Available records section start

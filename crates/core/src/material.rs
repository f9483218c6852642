use std::collections::{BTreeSet, HashMap};

use conduit_scene::HostMaterial;
use serde::{Deserialize, Serialize};

use crate::attributes::AttributeStorage;

pub const MATERIAL_ATTRIBUTE: &str = "unreal_material";
pub const MATERIAL_PARAMETER_PREFIX: &str = "unreal_material_parameter_";

/// Deduplicated materials in first-seen order plus a dense per-face index.
#[derive(Debug, Clone, Default, PartialEq)]
pub struct MaterialBinding {
    pub materials: Vec<Option<HostMaterial>>,
    pub face_indices: Vec<u32>,
}

impl MaterialBinding {
    /// Builds the binding from one material per face. Materials are keyed by path;
    /// faces without a material share one `None` entry.
    pub fn from_faces<'a, I>(faces: I) -> Self
    where
        I: IntoIterator<Item = Option<&'a HostMaterial>>,
    {
        let mut binding = MaterialBinding::default();
        let mut lookup: HashMap<Option<&'a str>, u32> = HashMap::new();
        for material in faces {
            let key = material.map(|m| m.path.as_str());
            let next = binding.materials.len() as u32;
            let index = *lookup.entry(key).or_insert_with(|| {
                binding.materials.push(material.cloned());
                next
            });
            binding.face_indices.push(index);
        }
        binding
    }

    pub fn len(&self) -> usize {
        self.materials.len()
    }

    pub fn is_empty(&self) -> bool {
        self.materials.is_empty()
    }

    pub fn material_for_face(&self, face: usize) -> Option<&HostMaterial> {
        let index = *self.face_indices.get(face)? as usize;
        self.materials.get(index).and_then(|m| m.as_ref())
    }

    fn face_paths(&self, default_material: &str) -> Vec<String> {
        let paths: Vec<String> = self
            .materials
            .iter()
            .map(|m| match m {
                Some(material) => material.path.clone(),
                None => default_material.to_string(),
            })
            .collect();
        self.face_indices
            .iter()
            .map(|index| paths[*index as usize].clone())
            .collect()
    }
}

#[derive(Debug, Clone, Copy, PartialEq, Eq, Default, Serialize, Deserialize)]
pub enum MaterialExport {
    /// Material path only.
    #[default]
    Minimal,
    /// Material path plus every scalar, vector, texture and bool parameter.
    Full,
}

impl MaterialExport {
    pub fn from_flag(export_parameters: bool) -> Self {
        if export_parameters {
            MaterialExport::Full
        } else {
            MaterialExport::Minimal
        }
    }
}

/// Per-face (primitive) attributes describing `binding`.
pub fn material_attributes(
    binding: &MaterialBinding,
    mode: MaterialExport,
    default_material: &str,
) -> Vec<(String, AttributeStorage)> {
    let mut attributes = vec![(
        MATERIAL_ATTRIBUTE.to_string(),
        AttributeStorage::String(binding.face_paths(default_material)),
    )];
    if mode == MaterialExport::Minimal {
        return attributes;
    }

    let mut scalar_names = BTreeSet::new();
    let mut vector_names = BTreeSet::new();
    let mut texture_names = BTreeSet::new();
    let mut bool_names = BTreeSet::new();
    for material in binding.materials.iter().flatten() {
        scalar_names.extend(material.scalar_params.keys().cloned());
        vector_names.extend(material.vector_params.keys().cloned());
        texture_names.extend(material.texture_params.keys().cloned());
        bool_names.extend(material.bool_params.keys().cloned());
    }

    let faces = binding.face_indices.len();
    let per_face = |face: usize| binding.material_for_face(face);

    for name in scalar_names {
        let values = (0..faces)
            .map(|face| {
                per_face(face)
                    .and_then(|m| m.scalar_params.get(&name).copied())
                    .unwrap_or(0.0)
            })
            .collect();
        attributes.push((parameter_name(&name), AttributeStorage::Float(values)));
    }
    for name in vector_names {
        let values = (0..faces)
            .map(|face| {
                per_face(face)
                    .and_then(|m| m.vector_params.get(&name).copied())
                    .unwrap_or([0.0; 4])
            })
            .collect();
        attributes.push((parameter_name(&name), AttributeStorage::Vec4(values)));
    }
    for name in texture_names {
        let values = (0..faces)
            .map(|face| {
                per_face(face)
                    .and_then(|m| m.texture_params.get(&name).cloned())
                    .unwrap_or_default()
            })
            .collect();
        attributes.push((parameter_name(&name), AttributeStorage::String(values)));
    }
    for name in bool_names {
        let values = (0..faces)
            .map(|face| {
                per_face(face)
                    .and_then(|m| m.bool_params.get(&name).copied())
                    .unwrap_or(false)
            })
            .collect();
        attributes.push((parameter_name(&name), AttributeStorage::Bool(values)));
    }
    attributes
}

fn parameter_name(name: &str) -> String {
    format!("{MATERIAL_PARAMETER_PREFIX}{name}")
}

Available records section end

> [What the task requires]: Each line of the data above should appear again in your answer, exactly as given.

> [Answer for the task]:
filename crates/core/src/material.rs
repository f9483218c6852642
use std::collections::{BTreeSet, HashMap};

use conduit_scene::HostMaterial;
use serde::{Deserialize, Serialize};

use crate::attributes::AttributeStorage;

pub const MATERIAL_ATTRIBUTE: &str = "unreal_material";
pub const MATERIAL_PARAMETER_PREFIX: &str = "unreal_material_parameter_";

/// Deduplicated materials in first-seen order plus a dense per-face index.
#[derive(Debug, Clone, Default, PartialEq)]
pub struct MaterialBinding {
    pub materials: Vec<Option<HostMaterial>>,
    pub face_indices: Vec<u32>,
}

impl MaterialBinding {
    /// Builds the binding from one material per face. Materials are keyed by path;
    /// faces without a material share one `None` entry.
    pub fn from_faces<'a, I>(faces: I) -> Self
    where
        I: IntoIterator<Item = Option<&'a HostMaterial>>,
    {
        let mut binding = MaterialBinding::default();
        let mut lookup: HashMap<Option<&'a str>, u32> = HashMap::new();
        for material in faces {
            let key = material.map(|m| m.path.as_str());
            let next = binding.materials.len() as u32;
            let index = *lookup.entry(key).or_insert_with(|| {
                binding.materials.push(material.cloned());
                next
            });
            binding.face_indices.push(index);
        }
        binding
    }

    pub fn len(&self) -> usize {
        self.materials.len()
    }

    pub fn is_empty(&self) -> bool {
        self.materials.is_empty()
    }

    pub fn material_for_face(&self, face: usize) -> Option<&HostMaterial> {
        let index = *self.face_indices.get(face)? as usize;
        self.materials.get(index).and_then(|m| m.as_ref())
    }

    fn face_paths(&self, default_material: &str) -> Vec<String> {
        let paths: Vec<String> = self
            .materials
            .iter()
            .map(|m| match m {
                Some(material) => material.path.clone(),
                None => default_material.to_string(),
            })
            .collect();
        self.face_indices
            .iter()
            .map(|index| paths[*index as usize].clone())
            .collect()
    }
}

#[derive(Debug, Clone, Copy, PartialEq, Eq, Default, Serialize, Deserialize)]
pub enum MaterialExport {
    /// Material path only.
    #[default]
    Minimal,
    /// Material path plus every scalar, vector, texture and bool parameter.
    Full,
}

impl MaterialExport {
    pub fn from_flag(export_parameters: bool) -> Self {
        if export_parameters {
            MaterialExport::Full
        } else {
            MaterialExport::Minimal
        }
    }
}

/// Per-face (primitive) attributes describing `binding`.
pub fn material_attributes(
    binding: &MaterialBinding,
    mode: MaterialExport,
    default_material: &str,
) -> Vec<(String, AttributeStorage)> {
    let mut attributes = vec![(
        MATERIAL_ATTRIBUTE.to_string(),
        AttributeStorage::String(binding.face_paths(default_material)),
    )];
    if mode == MaterialExport::Minimal {
        return attributes;
    }

    let mut scalar_names = BTreeSet::new();
    let mut vector_names = BTreeSet::new();
    let mut texture_names = BTreeSet::new();
    let mut bool_names = BTreeSet::new();
    for material in binding.materials.iter().flatten() {
        scalar_names.extend(material.scalar_params.keys().cloned());
        vector_names.extend(material.vector_params.keys().cloned());
        texture_names.extend(material.texture_params.keys().cloned());
        bool_names.extend(material.bool_params.keys().cloned());
    }

    let faces = binding.face_indices.len();
    let per_face = |face: usize| binding.material_for_face(face);

    for name in scalar_names {
        let values = (0..faces)
            .map(|face| {
                per_face(face)
                    .and_then(|m| m.scalar_params.get(&name).copied())
                    .unwrap_or(0.0)
            })
            .collect();
        attributes.push((parameter_name(&name), AttributeStorage::Float(values)));
    }
    for name in vector_names {
        let values = (0..faces)
            .map(|face| {
                per_face(face)
                    .and_then(|m| m.vector_params.get(&name).copied())
                    .unwrap_or([0.0; 4])
            })
            .collect();
        attributes.push((parameter_name(&name), AttributeStorage::Vec4(values)));
    }
    for name in texture_names {
        let values = (0..faces)
            .map(|face| {
                per_face(face)
                    .and_then(|m| m.texture_params.get(&name).cloned())
                    .unwrap_or_default()
            })
            .collect();
        attributes.push((parameter_name(&name), AttributeStorage::String(values)));
    }
    for name in bool_names {
        let values = (0..faces)
            .map(|face| {
                per_face(face)
                    .and_then(|m| m.bool_params.get(&name).copied())
                    .unwrap_or(false)
            })
            .collect();
        attributes.push((parameter_name(&name), AttributeStorage::Bool(values)));
    }
    attributes
}

fn parameter_name(name: &str) -> String {
    format!("{MATERIAL_PARAMETER_PREFIX}{name}")
}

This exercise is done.